The simple example given in Listing 12-3 probably doesn't represent how you would create images using the combinator library. You'll take look at a more realistic scenario in Listing 12-4. The best approach to using the combinator library would probably be to carry on programming in the style you wrote the original combinator library in; that is, you would build up simple elements that you can reuse in your image. Next, you'll look at how to create a scene composed of seven stars. The obvious place to start is with the creation of the star; you can see how to create the star function defined in Listing 12-4. This function creates triangles that are mirror images and combines them with a slight offset to form a six-sided star. This example might give you some idea of how to build up more complex shapes out of simpler ones. Once you have the definition of your star, you simply need a list of positions that tell where to print the stars. You can see this list of points in Listing 12-4. Once you have these two elements, you can combine them using the List.map function and the compose function to create your scene. Next, you can display your scene the same way you did in the previous listing.

Example 12.4. Creating a More Complex Image Using Your Combinator Library

open System.Drawing
open System.Windows.Forms
open Strangelights.GraphicDSL
// define a function that can draw a 6 sided star
let star (x, y) size =
    let offset = size / 2
    // calculate the first triangle
    let t1 =
        Combinators.triangle false
            (x, y - size - offset)
            (x - size, y + size - offset)
            (x + size, y + size - offset)
    // calculate another inverted triangle
    let t2 =
        Combinators.triangle false
            (x, y + size + offset)
            (x + size, y - size + offset)
            (x - size, y - size + offset)
    // compose the triangles
    Combinators.compose [ t1; t2 ]

// the points where stars should be plotted
let points = [ (10, 20); (200, 10);
               (30, 160); (100, 150); (190, 150);
               (20, 300); (200, 300);  ]

// compose the stars into a single scene
let scence =
    Combinators.compose
        (List.map (fun pos -> star pos 5) points)

// show the scene in red on the EvalForm
let form = new EvalForm([scence, Color.Red],
                        Width = 260, Height = 350)

// show the form
Application.Run form

Figure 12-1 shows the resulting image.

You've now seen two approaches for creating combinator libraries (libraries that create little languages though data structures).
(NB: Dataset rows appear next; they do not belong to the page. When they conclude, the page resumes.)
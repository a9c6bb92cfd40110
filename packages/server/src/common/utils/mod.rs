pub mod embeddings;
pub mod geocoding;

pub use embeddings::*;
pub use geocoding::*;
At this point, you're probably beginning to see how you can break a problem down into an abstract description of the problem based on a small set of primitives, possibly with aid of other libraries that you build on these primitives.
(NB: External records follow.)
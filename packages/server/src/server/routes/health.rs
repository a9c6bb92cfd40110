use std::time::Duration;

use axum::{extract::Extension, http::StatusCode, Json};
use serde::Serialize;

use crate::server::app::AxumAppState;

const DB_PING_TIMEOUT: Duration = Duration::from_secs(5);

#[derive(Debug, Serialize)]
pub struct HealthResponse {
    pub status: String,
    pub database: DatabaseHealth,
    pub connection_pool: ConnectionPoolHealth,
}

#[derive(Debug, Serialize)]
pub struct DatabaseHealth {
    pub status: String,
    #[serde(skip_serializing_if = "Option::is_none")]
    pub error: Option<String>,
}

#[derive(Debug, Serialize)]
pub struct ConnectionPoolHealth {
    pub size: u32,
    pub idle_connections: usize,
    pub max_connections: u32,
}

/// Health check endpoint
///
/// Pings the database (5s timeout) and reports pool utilization.
/// Returns 200 OK when the database answers, 503 Service Unavailable otherwise.
pub async fn health_handler(
    Extension(state): Extension<AxumAppState>,
) -> (StatusCode, Json<HealthResponse>) {
    let database = match tokio::time::timeout(
        DB_PING_TIMEOUT,
        sqlx::query("SELECT 1").execute(&state.db_pool),
    )
    .await
    {
        Ok(Ok(_)) => DatabaseHealth {
            status: "ok".to_string(),
            error: None,
        },
        Ok(Err(e)) => DatabaseHealth {
            status: "error".to_string(),
            error: Some(format!("Query failed: {}", e)),
        },
        Err(_) => DatabaseHealth {
            status: "error".to_string(),
            error: Some("Query timeout (>5s)".to_string()),
        },
    };

    let connection_pool = ConnectionPoolHealth {
        size: state.db_pool.size(),
        idle_connections: state.db_pool.num_idle(),
        max_connections: state.db_pool.options().get_max_connections(),
    };

    let healthy = database.status == "ok";
    let (status_code, status) = if healthy {
        (StatusCode::OK, "healthy")
    } else {
        (StatusCode::SERVICE_UNAVAILABLE, "unhealthy")
    };

    (
        status_code,
        Json(HealthResponse {
            status: status.to_string(),
            database,
            connection_pool,
        }),
    )
}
A scene rendered by your combinator library

Figure 12.1. A scene rendered by your combinator library

Note

If you're looking for a more in-depth view of a combinator library, take a look at the paper by Simon Peyton Jones, Jean-Marc Eber, and Julian Seward called "Composing contracts: an adventure in financial engineering.". The paper gives an in depth, yet understandable, study of a combinator library for describing derivatives contracts. The examples in the paper are in Haskell rather than F#, but you could translate them to F# with some effort. You can read this paper at http://research.microsoft.com/en-us/um/people/simonpj/papers/financial-contracts/contracts-icfp.htm.

Metaprogramming with Quotations

In Chapter 6, you used quotations; these are quoted sections of F# code where the quote operator instructs the compiler to generate data structures representing the code, rather than IL representing the code. This means you have a data structure that represents the code that was coded, rather than code you can execute, and you're free to do what you want with it. You can either interpret it, performing the actions you require as you go along, or you can compile it into another language. Or you can simply ignore it if you want. You could, for example, take a section of quoted code and compile it for another runtime, such as the Java virtual machine (JVM). Or, as in the LINQ example in Chapter 9, you could turn it into SQL and execute it against a database.

In the next example, you'll write an interpreter for integer-based arithmetic expressions in F#. This might be useful for learning how stack-based calculations work. Here, your language is already designed for you; it is the syntax available in F#. You'll work exclusively with arithmetic expressions of the form, <@ (2 * (2 - 1)) / 2 @>. This means you need to generate an error whenever you come across syntax that is neither an integer nor an operation. Quotations are based on discriminating union type. When working with quotations, you have to query the expression that you receive using F#'s pattern matching and active patterns. For example, here you query an expression using an active pattern and a when guard to see whether it is an integer; if it is, you push it onto the stack:

| Value (x,ty) when ty = typeof<int>  ->
                                                   let i = x :?> int
                                                   printfn "Push %i" i
                                                   operandsStack.Push(x :?> int)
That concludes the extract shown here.